=== How to complete this task ===
Search the data for lines holding the word "Array". State how many there are, and nothing else.

Collected data:
+ + + + + + +

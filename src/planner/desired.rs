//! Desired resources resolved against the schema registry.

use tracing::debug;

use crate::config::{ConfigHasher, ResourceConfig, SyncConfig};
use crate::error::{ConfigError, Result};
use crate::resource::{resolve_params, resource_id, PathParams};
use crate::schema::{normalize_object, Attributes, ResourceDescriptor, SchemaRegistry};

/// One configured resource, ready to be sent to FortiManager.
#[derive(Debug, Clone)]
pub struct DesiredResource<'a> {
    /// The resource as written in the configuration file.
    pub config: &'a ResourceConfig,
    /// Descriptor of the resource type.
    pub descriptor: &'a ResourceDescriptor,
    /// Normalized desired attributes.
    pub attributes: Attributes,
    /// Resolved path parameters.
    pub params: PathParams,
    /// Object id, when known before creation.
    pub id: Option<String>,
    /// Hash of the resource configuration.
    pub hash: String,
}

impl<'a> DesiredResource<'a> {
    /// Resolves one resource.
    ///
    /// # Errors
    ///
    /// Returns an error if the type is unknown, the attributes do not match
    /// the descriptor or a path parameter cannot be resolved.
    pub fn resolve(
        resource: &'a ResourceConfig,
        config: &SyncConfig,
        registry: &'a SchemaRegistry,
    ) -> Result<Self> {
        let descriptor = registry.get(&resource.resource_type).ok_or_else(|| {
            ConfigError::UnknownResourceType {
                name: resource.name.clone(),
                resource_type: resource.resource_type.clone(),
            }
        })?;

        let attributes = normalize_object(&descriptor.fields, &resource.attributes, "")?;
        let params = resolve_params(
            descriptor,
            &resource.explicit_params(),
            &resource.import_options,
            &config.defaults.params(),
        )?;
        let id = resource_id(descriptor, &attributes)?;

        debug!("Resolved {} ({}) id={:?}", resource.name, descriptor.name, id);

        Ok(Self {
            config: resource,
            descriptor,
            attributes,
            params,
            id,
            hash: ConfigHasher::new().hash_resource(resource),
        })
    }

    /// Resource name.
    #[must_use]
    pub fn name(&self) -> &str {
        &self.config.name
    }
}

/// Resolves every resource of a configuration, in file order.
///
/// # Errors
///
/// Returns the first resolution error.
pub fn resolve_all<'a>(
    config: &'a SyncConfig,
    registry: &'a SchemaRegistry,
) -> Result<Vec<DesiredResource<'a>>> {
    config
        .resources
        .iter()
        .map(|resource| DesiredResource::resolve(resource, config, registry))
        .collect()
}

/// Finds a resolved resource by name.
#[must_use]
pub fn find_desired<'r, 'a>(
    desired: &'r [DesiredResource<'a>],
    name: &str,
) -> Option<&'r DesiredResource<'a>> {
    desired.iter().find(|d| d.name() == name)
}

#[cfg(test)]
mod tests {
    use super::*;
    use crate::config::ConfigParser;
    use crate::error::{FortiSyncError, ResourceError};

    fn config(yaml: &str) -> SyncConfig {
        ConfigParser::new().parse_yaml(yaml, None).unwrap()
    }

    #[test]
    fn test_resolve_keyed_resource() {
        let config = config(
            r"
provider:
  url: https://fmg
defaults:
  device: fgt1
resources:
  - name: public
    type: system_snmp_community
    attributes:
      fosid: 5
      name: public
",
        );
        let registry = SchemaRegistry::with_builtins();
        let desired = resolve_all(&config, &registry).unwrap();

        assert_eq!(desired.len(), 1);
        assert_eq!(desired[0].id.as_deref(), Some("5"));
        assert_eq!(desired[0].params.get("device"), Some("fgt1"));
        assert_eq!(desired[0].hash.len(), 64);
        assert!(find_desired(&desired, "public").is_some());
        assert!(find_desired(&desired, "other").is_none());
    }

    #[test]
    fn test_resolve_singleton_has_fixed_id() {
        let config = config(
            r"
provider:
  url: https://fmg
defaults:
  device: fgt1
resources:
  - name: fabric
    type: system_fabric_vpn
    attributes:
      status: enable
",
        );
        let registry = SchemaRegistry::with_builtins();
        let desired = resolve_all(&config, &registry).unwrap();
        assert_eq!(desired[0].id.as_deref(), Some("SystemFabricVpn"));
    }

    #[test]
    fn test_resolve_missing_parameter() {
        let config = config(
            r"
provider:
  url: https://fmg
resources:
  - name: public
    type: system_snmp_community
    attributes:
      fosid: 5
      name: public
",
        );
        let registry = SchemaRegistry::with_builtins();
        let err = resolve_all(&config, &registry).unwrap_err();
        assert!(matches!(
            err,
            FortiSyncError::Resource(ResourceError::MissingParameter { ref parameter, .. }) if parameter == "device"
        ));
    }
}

+ + + + + + +

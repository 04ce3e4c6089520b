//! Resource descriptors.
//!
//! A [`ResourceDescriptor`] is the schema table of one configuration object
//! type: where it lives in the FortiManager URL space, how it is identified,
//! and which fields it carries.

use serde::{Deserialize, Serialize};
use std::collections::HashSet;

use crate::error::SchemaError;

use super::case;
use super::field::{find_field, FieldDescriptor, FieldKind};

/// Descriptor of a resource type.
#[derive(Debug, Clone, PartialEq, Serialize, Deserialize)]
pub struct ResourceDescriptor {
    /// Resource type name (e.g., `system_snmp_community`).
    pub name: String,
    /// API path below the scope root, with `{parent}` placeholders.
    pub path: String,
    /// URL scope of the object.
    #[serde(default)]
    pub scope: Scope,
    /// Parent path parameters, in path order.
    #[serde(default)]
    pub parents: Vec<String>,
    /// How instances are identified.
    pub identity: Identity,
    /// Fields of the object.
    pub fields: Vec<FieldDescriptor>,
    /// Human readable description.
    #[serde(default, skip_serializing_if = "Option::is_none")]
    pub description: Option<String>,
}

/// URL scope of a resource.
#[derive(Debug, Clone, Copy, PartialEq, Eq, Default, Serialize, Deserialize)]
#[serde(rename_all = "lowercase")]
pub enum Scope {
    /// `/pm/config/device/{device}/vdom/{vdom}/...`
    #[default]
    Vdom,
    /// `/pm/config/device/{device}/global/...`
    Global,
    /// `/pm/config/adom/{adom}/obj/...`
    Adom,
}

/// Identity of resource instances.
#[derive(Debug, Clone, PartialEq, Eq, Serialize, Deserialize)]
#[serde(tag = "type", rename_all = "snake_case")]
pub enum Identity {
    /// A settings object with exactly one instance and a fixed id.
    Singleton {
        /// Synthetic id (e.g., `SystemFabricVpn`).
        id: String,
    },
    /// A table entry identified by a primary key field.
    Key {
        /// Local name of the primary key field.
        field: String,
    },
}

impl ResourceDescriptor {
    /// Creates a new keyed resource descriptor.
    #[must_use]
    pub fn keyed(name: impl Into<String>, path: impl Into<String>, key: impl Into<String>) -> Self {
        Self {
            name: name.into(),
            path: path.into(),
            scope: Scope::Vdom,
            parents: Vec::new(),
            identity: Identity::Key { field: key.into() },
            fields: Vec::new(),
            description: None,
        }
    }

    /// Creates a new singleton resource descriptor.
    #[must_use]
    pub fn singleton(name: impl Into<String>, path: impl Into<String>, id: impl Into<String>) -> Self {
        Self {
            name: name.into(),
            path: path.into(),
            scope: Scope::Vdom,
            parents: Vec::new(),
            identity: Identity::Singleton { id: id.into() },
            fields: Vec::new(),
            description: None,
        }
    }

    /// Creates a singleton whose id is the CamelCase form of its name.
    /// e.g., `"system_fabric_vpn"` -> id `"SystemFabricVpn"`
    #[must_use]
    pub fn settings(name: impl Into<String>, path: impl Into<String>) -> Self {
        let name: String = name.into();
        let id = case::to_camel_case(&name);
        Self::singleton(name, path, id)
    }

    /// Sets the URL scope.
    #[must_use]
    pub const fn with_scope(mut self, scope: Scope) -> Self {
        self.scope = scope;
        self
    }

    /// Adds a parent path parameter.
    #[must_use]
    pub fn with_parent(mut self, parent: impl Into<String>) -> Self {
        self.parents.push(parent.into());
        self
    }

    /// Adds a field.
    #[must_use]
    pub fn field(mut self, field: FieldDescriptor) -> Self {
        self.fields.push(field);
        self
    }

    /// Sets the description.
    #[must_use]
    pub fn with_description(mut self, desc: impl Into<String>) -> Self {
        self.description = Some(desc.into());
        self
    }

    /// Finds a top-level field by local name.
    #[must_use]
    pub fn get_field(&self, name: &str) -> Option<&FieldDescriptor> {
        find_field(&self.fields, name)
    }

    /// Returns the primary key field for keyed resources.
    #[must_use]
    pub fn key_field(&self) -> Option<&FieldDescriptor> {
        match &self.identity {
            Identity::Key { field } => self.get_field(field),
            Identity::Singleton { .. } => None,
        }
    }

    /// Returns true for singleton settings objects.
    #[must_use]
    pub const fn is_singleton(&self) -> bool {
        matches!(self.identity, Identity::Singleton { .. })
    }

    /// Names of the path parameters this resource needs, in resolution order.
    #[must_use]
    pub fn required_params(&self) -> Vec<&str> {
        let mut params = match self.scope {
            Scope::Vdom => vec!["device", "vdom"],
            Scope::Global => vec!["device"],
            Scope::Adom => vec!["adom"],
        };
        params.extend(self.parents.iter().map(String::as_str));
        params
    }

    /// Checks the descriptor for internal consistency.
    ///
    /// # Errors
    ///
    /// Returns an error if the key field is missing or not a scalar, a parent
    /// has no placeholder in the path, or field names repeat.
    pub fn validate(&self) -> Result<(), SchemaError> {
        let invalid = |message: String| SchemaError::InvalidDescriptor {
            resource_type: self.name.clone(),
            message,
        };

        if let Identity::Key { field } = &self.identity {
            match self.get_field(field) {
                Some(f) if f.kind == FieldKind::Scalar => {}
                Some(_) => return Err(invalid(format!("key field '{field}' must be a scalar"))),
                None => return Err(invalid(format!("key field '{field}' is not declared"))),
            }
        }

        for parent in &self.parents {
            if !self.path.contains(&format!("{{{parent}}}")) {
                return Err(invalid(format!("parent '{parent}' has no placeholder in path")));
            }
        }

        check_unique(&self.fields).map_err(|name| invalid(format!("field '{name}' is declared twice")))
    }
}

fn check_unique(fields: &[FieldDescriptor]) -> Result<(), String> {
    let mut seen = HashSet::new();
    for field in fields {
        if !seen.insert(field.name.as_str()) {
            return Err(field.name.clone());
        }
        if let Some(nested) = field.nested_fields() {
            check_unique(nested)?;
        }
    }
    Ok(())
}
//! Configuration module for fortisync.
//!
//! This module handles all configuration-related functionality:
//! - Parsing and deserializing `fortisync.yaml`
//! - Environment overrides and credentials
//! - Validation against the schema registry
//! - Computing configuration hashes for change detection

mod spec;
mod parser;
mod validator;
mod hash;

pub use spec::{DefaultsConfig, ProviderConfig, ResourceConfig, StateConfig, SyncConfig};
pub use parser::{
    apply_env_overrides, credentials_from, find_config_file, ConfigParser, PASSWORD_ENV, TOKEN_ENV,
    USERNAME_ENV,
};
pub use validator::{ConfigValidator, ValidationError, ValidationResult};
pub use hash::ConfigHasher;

+ + + + + + +

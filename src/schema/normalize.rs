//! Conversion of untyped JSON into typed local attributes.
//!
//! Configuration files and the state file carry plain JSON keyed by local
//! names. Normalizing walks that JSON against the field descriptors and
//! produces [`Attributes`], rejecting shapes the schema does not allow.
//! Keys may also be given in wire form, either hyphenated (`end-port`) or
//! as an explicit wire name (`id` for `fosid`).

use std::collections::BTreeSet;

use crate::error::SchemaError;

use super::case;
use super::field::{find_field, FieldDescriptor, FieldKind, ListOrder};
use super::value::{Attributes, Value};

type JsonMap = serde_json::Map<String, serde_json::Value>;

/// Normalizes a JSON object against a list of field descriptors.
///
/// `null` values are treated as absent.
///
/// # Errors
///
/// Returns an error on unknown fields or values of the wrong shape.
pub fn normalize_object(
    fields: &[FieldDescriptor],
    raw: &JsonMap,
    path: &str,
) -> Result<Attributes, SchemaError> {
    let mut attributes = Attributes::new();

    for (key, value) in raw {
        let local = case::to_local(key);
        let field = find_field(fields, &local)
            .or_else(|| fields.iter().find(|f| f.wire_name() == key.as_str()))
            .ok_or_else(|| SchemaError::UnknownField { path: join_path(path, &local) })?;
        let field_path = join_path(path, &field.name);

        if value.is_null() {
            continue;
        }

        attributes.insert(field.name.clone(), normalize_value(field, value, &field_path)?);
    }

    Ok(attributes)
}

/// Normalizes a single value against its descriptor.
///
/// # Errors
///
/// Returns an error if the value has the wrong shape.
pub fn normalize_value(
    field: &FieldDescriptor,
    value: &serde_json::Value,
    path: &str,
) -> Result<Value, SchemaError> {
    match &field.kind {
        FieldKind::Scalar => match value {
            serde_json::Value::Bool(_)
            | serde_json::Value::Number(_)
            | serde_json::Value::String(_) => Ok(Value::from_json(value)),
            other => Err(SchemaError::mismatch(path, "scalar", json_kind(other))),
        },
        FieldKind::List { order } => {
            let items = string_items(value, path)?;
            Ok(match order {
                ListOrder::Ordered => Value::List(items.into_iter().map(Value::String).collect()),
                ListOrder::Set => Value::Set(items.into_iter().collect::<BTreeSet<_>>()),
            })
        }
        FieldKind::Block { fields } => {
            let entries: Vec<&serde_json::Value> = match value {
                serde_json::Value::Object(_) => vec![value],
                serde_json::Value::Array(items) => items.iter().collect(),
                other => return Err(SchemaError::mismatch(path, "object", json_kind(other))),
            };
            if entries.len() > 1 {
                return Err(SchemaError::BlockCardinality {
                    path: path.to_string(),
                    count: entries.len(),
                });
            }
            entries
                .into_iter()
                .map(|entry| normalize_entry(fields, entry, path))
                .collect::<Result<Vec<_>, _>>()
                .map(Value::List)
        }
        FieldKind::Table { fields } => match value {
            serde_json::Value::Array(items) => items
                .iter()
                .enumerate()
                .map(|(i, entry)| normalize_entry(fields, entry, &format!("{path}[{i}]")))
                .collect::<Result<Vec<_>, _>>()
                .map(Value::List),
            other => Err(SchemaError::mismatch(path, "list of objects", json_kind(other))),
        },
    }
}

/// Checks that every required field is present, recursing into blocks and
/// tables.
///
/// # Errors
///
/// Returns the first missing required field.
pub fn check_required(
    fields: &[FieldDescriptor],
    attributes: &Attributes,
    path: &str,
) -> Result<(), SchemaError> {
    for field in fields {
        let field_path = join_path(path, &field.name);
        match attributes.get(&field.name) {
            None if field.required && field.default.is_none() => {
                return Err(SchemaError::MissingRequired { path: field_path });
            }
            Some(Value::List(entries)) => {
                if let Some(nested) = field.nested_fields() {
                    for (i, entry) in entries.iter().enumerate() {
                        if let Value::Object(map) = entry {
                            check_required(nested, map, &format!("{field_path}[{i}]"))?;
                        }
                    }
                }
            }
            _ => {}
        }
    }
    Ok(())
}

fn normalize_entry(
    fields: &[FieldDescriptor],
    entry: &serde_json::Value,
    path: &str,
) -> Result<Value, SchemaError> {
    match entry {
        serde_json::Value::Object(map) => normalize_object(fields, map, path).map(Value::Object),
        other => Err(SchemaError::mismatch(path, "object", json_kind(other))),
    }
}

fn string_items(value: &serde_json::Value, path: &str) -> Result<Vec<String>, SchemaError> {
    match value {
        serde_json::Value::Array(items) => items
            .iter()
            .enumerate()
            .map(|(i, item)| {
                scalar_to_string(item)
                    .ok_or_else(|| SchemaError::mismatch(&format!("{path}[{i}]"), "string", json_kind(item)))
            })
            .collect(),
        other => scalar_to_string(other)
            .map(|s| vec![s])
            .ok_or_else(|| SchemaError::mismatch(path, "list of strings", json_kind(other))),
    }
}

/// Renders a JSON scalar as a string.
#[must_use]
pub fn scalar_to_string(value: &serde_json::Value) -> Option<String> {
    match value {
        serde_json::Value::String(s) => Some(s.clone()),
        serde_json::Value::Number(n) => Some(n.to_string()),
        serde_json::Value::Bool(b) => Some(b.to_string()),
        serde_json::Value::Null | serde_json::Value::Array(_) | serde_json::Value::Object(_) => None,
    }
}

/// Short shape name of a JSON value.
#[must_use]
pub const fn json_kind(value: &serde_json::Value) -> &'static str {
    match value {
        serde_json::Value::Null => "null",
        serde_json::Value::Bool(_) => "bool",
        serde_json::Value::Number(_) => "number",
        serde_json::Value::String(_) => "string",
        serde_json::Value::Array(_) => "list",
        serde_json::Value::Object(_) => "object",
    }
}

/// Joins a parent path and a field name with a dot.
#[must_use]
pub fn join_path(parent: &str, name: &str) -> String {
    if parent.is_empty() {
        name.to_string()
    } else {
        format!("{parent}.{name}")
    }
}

+ + + + + + +

=== Solved exercise ===
5